We decide that Charles shall be buried in the tomb of my father in Père Lachaise, in the place that I had reserved for myself. I write a letter to Meurice and Vacquerie in which I announce that I shall leave with the coffin tomorrow and that we shall arrive in Paris the following day. Barbieux will leave to-night and take the letter to them.

March 17.--We expect to leave Bordeaux with my Charles at 6 o'clock this evening.

Victor and I, with Louis Mie, fetched Charles from the Depository, and took him to the railway station.

March 18.--We left Bordeaux at 6.30 in the evening and arrived in Paris at 10.30 this morning.

At the railway station we were received in a salon where the newspapers, which had announced our arrival for noon, were handed to me. We waited. Crowd; friends.

At noon we set out for Père Lachaise. I followed the hearse bareheaded. Victor was beside me. All our friends followed, the people too. As the procession passed there were cries of: "Hats off!"

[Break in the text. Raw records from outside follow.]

//! Secondary signal from the Station command-line surface
//!
//! Probes are coarse: a zero exit status plus an optional case-insensitive
//! substring in the output. They are reported beside the protocol steps and
//! never count toward the verdict.

use serde::{Deserialize, Serialize};
use std::path::PathBuf;
use std::process::Stdio;
use std::time::{Duration, Instant};
use tokio::process::Command;
use tracing::{debug, info, warn};

use crate::report::{StepOutcome, StepReport};

/// One subcommand to run
#[derive(Debug, Clone, PartialEq, Eq, Serialize, Deserialize)]
pub struct CliCommand {
    /// Arguments after the binary name
    pub args: Vec<String>,
    /// Substring expected somewhere in stdout or stderr
    #[serde(default)]
    pub expect: Option<String>,
}

impl CliCommand {
    fn new(args: &[&str], expect: Option<&str>) -> Self {
        Self {
            args: args.iter().map(|a| a.to_string()).collect(),
            expect: expect.map(str::to_string),
        }
    }
}

/// Command-line probe settings
#[derive(Debug, Clone, PartialEq, Eq, Serialize, Deserialize)]
#[serde(default)]
pub struct CliProbeConfig {
    /// Run the probes at all
    pub enabled: bool,
    /// Binary to invoke
    pub binary: String,
    /// Directory the binary runs in
    pub working_dir: PathBuf,
    /// Per-command timeout in seconds
    pub timeout_secs: u64,
    /// Commands to run, in order
    pub commands: Vec<CliCommand>,
}

impl Default for CliProbeConfig {
    fn default() -> Self {
        Self {
            enabled: false,
            binary: "stn".to_string(),
            working_dir: PathBuf::from("."),
            timeout_secs: 30,
            commands: vec![
                CliCommand::new(&["env", "list"], Some("environment")),
                CliCommand::new(&["agent", "list"], Some("agent")),
                CliCommand::new(&["mcp", "discover"], None),
            ],
        }
    }
}

/// Runs the configured commands as subprocesses
pub struct CliProbe {
    config: CliProbeConfig,
}

impl CliProbe {
    /// Create a probe runner
    pub fn new(config: CliProbeConfig) -> Self {
        Self { config }
    }

    /// Run every command in order; spawn failures become failed probes
    pub async fn run(&self) -> Vec<StepReport> {
        let mut reports = Vec::with_capacity(self.config.commands.len());
        for command in &self.config.commands {
            reports.push(self.probe(command).await);
        }
        reports
    }

    async fn probe(&self, command: &CliCommand) -> StepReport {
        let name = format!("{} {}", self.config.binary, command.args.join(" "));
        let started = Instant::now();
        info!("Running CLI probe: {}", name);

        let outcome = self.execute(command).await;
        if !outcome.is_passed() {
            warn!("CLI probe '{}' did not pass: {}", name, outcome.summary());
        }

        StepReport::new(
            name,
            "Command-line surface probe",
            outcome,
            started.elapsed(),
        )
    }

    async fn execute(&self, command: &CliCommand) -> StepOutcome {
        let child = Command::new(&self.config.binary)
            .args(&command.args)
            .current_dir(&self.config.working_dir)
            .stdin(Stdio::null())
            .stdout(Stdio::piped())
            .stderr(Stdio::piped())
            .kill_on_drop(true)
            .output();

        let timeout = Duration::from_secs(self.config.timeout_secs);
        let output = match tokio::time::timeout(timeout, child).await {
            Ok(Ok(output)) => output,
            Ok(Err(e)) => {
                return StepOutcome::AssertionFailure {
                    message: format!("failed to run '{}': {}", self.config.binary, e),
                };
            }
            Err(_) => {
                return StepOutcome::AssertionFailure {
                    message: format!("timed out after {} seconds", self.config.timeout_secs),
                };
            }
        };

        let stdout = String::from_utf8_lossy(&output.stdout);
        let stderr = String::from_utf8_lossy(&output.stderr);
        debug!("CLI probe stdout: {}", stdout.trim());

        if !output.status.success() {
            return StepOutcome::AssertionFailure {
                message: format!("exited with {}: {}", output.status, stderr.trim()),
            };
        }

        if let Some(expect) = &command.expect {
            let needle = expect.to_lowercase();
            let found = stdout.to_lowercase().contains(&needle)
                || stderr.to_lowercase().contains(&needle);
            if !found {
                return StepOutcome::AssertionFailure {
                    message: format!("output does not mention '{}'", expect),
                };
            }
        }

        StepOutcome::Passed {
            detail: format!("exit status 0, {} bytes of output", output.stdout.len()),
        }
    }
}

In the Place de la Bastille a spontaneous guard of honour was formed about the hearse by National Guards, who passed with arms reversed. All along the line of route to the cemetery battalions of the National Guard were drawn up. They presented arms and gave the salute to the flag. Drums rolled and bugles sounded. The people waited till I had passed, then shouted: "Long live the Republic!"

There were barricades everywhere, which compelled us to make a long detour. Crowd at the cemetery. In the crowd I recognised Rostan and Millière, who was pale and greatly moved, and who saluted me. Between a couple of tombs a big hand was stretched towards me and a voice exclaimed: "I am Courbet." At the same time I saw an energetical and cordial face which was smiling at me with tear-dimmed eyes. I shook the hand warmly. It was the first time that I had seen Courbet.

The coffin was taken from the hearse. Before it was lowered into the vault I knelt and kissed it. The vault was yawning. A stone had been raised. I gazed at the tomb of my father which I had not seen since I was exiled. The cippus has become blackened. The opening was too narrow, and the stone had to be filed. This work occupied half an hour. During that time I gazed at the tomb of my father and the coffin of my son. At last they were able to lower the coffin. Charles will be there with my father, my mother, and my brother.

Mme. Meurice brought a bunch of white lilac which she placed on Charles's coffin. Vacquerie delivered an oration that was beautiful and grand. Louis Mie also bade Charles an eloquent and touching farewell. Flowers were thrown on the tomb. The crowd surrounded me. They grasped my hands. How the people love me, and how I love them! An ardent address of sympathy from the Belleville Club, signed "Millière, president," and "Avril, secretary," was handed to me.

We went home in a carriage with Meurice and Vacquerie. I am broken with grief and weariness. Blessings on thee, my Charles!